Jazz Composer Maria Schneider Takes on the "Data Lords" in Song

Photo: Briene Lermitte Schneider / Courtesy of Braithwaite & Katz Communications

Grammy-winning jazz composer Maria Schneider released Data Lords partly as a reaction to her outrage that streaming music services are harvesting the data of listeners even as they pay musicians so little that creativity is at risk. She speaks with us about the project.

Data Lords
Maria Schneider Orchestra

ArtistShare

24 July 2020

Composer and bandleader Maria Schneider is triply unusual in jazz. Above all else, she is a composer, an acclaimed woman without too many scars from that mere fact, and an artist who mastered the ability to continue selling recordings after the music economy turned upside down.

And on top of that and her sumptuous new recording, Data Lords, Schneider has become a forceful voice in decrying the corporations who now provide streaming music that compensates artists minimally while, at the same time, harvesting the information of music consumers as their profit.

Schneider, the Composer

Schneider's status as a highly acclaimed jazz composer has few true parallels in creative music.

Unlike the huge majority of jazz composers—Duke Ellington, Thelonious Monk, and Wayne Shorter, say—her acclaim wasn't preceded or accompanied by her success as an instrumentalist. Most of the jazz musicians whose writing has risen to canon got their initial acclaim as players. Charles Mingus, for instance, has a body of work that is overwhelmingly original music. Yet, he may be better known as the bassist on the famous Massey Hall concert headlined by Charlie Parker and Dizzy Gillespie. He was, of course, just that great a player.

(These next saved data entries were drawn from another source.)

//! Deterministic collaborators shared by the integration tests

#![allow(dead_code)]

use async_trait::async_trait;
use std::collections::VecDeque;
use std::sync::atomic::{AtomicUsize, Ordering};
use std::sync::{Arc, Mutex};

use research_workflow::{
    Assessment, Collaborators, CollaboratorError, CompletionProvider, CompletionSettings,
    SafetyPolicy, SafetySubject, SearchHit, SearchProvider,
};

/// A reply every parser accepts: a plan summary, a draft and a critique.
pub const DRAFT_REPLY: &str = "Renewable energy lowers emissions and operating costs. \
Retry with broader queries if sources are thin.\nConfidence: 0.87";

/// Returns the same text for every prompt and counts calls
pub struct FixedLlm {
    reply: String,
    pub calls: AtomicUsize,
}

impl FixedLlm {
    pub fn new(reply: impl Into<String>) -> Self {
        Self {
            reply: reply.into(),
            calls: AtomicUsize::new(0),
        }
    }
}

#[async_trait]
impl CompletionProvider for FixedLlm {
    async fn complete(
        &self,
        _prompt: &str,
        _settings: &CompletionSettings,
    ) -> Result<String, CollaboratorError> {
        self.calls.fetch_add(1, Ordering::SeqCst);
        Ok(self.reply.clone())
    }

    fn name(&self) -> &str {
        "fixed"
    }
}

/// Pops one scripted reply per call, then answers with [`DRAFT_REPLY`].
/// Keeps every prompt it was sent.
pub struct ScriptedLlm {
    script: Mutex<VecDeque<Result<String, CollaboratorError>>>,
    prompts: Mutex<Vec<String>>,
}

impl ScriptedLlm {
    pub fn new(script: Vec<Result<String, CollaboratorError>>) -> Self {
        Self {
            script: Mutex::new(script.into()),
            prompts: Mutex::new(Vec::new()),
        }
    }

    pub fn prompts(&self) -> Vec<String> {
        self.prompts.lock().unwrap().clone()
    }
}

#[async_trait]
impl CompletionProvider for ScriptedLlm {
    async fn complete(
        &self,
        prompt: &str,
        _settings: &CompletionSettings,
    ) -> Result<String, CollaboratorError> {
        self.prompts.lock().unwrap().push(prompt.to_string());
        let next = self.script.lock().unwrap().pop_front();
        next.unwrap_or_else(|| Ok(DRAFT_REPLY.to_string()))
    }

    fn name(&self) -> &str {
        "scripted"
    }
}

/// Pops one scripted result per call, then repeats `fallback`
pub struct ScriptedSearch {
    script: Mutex<VecDeque<Vec<SearchHit>>>,
    fallback: Vec<SearchHit>,
    pub calls: AtomicUsize,
}

impl ScriptedSearch {
    pub fn new(script: Vec<Vec<SearchHit>>, fallback: Vec<SearchHit>) -> Self {
        Self {
            script: Mutex::new(script.into()),
            fallback,
            calls: AtomicUsize::new(0),
        }
    }

    pub fn always(hits: Vec<SearchHit>) -> Self {
        Self::new(Vec::new(), hits)
    }
}

#[async_trait]
impl SearchProvider for ScriptedSearch {
    async fn search(
        &self,
        _query: &str,
        max_results: usize,
    ) -> Result<Vec<SearchHit>, CollaboratorError> {
        self.calls.fetch_add(1, Ordering::SeqCst);
        let next = self.script.lock().unwrap().pop_front();
        let mut hits = next.unwrap_or_else(|| self.fallback.clone());
        hits.truncate(max_results);
        Ok(hits)
    }
}

/// Sources whose URL contains "blocked" are unsafe. Drafts are safe unless
/// `unsafe_drafts` is set.
pub struct FakePolicy {
    pub unsafe_drafts: bool,
}

#[async_trait]
impl SafetyPolicy for FakePolicy {
    async fn classify(&self, subject: &SafetySubject<'_>) -> Result<Assessment, CollaboratorError> {
        Ok(match subject {
            SafetySubject::Source { url, .. } if url.contains("blocked") => {
                Assessment::unsafe_(0.95, "blocked domain").with_flagged(vec![url.to_string()])
            }
            SafetySubject::Source { .. } => Assessment::safe(0.9, "trusted domain"),
            SafetySubject::Draft(_) if self.unsafe_drafts => {
                Assessment::unsafe_(0.8, "blocked keywords")
            }
            SafetySubject::Draft(_) => Assessment::safe(0.8, "no blocked content"),
        })
    }
}

/// Every source is safe; every draft is uncertain
pub struct UndecidedDrafts;

#[async_trait]
impl SafetyPolicy for UndecidedDrafts {
    async fn classify(&self, subject: &SafetySubject<'_>) -> Result<Assessment, CollaboratorError> {
        Ok(match subject {
            SafetySubject::Source { .. } => Assessment::safe(0.9, "trusted domain"),
            SafetySubject::Draft(_) => Assessment::uncertain(0.5, "reviewer could not decide"),
        })
    }
}

/// `safe` hits from trusted sites followed by `blocked` hits
pub fn hits(safe: usize, blocked: usize) -> Vec<SearchHit> {
    let safe_hits = (0..safe).map(|i| {
        SearchHit::new(format!("https://en.wikipedia.org/wiki/Energy_{}", i), "Energy")
            .with_excerpt("Solar and wind capacity keeps growing.")
            .with_score(0.8)
    });
    let blocked_hits = (0..blocked).map(|i| {
        SearchHit::new(format!("https://blocked.example/{}", i), "Spam")
            .with_excerpt("Buy now")
            .with_score(0.3)
    });
    safe_hits.chain(blocked_hits).collect()
}

pub fn collaborators(search: ScriptedSearch, unsafe_drafts: bool) -> Collaborators {
    Collaborators::new(
        Arc::new(FixedLlm::new(DRAFT_REPLY)),
        Arc::new(search),
        Arc::new(FakePolicy { unsafe_drafts }),
    )
}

Toshiko Akiyoshi formed an orchestra as the voice of her compositions and was an early and decisive influence on Schneider. "I heard Toshiko perform when I was at the University of Minnesota, and I thought, 'Man, you can do that with jazz?' I decided that was what I wanted to do right there." But Akiyoshi got her start as a successful trio pianist, opening the way for her to compose. And while Billy Strayhorn was never a star player, his name was never on the Duke Ellington Orchestra. Maria plays the piano like Akiyoshi and Strayhorn, but you would be hard-pressed to find a recording of her playing.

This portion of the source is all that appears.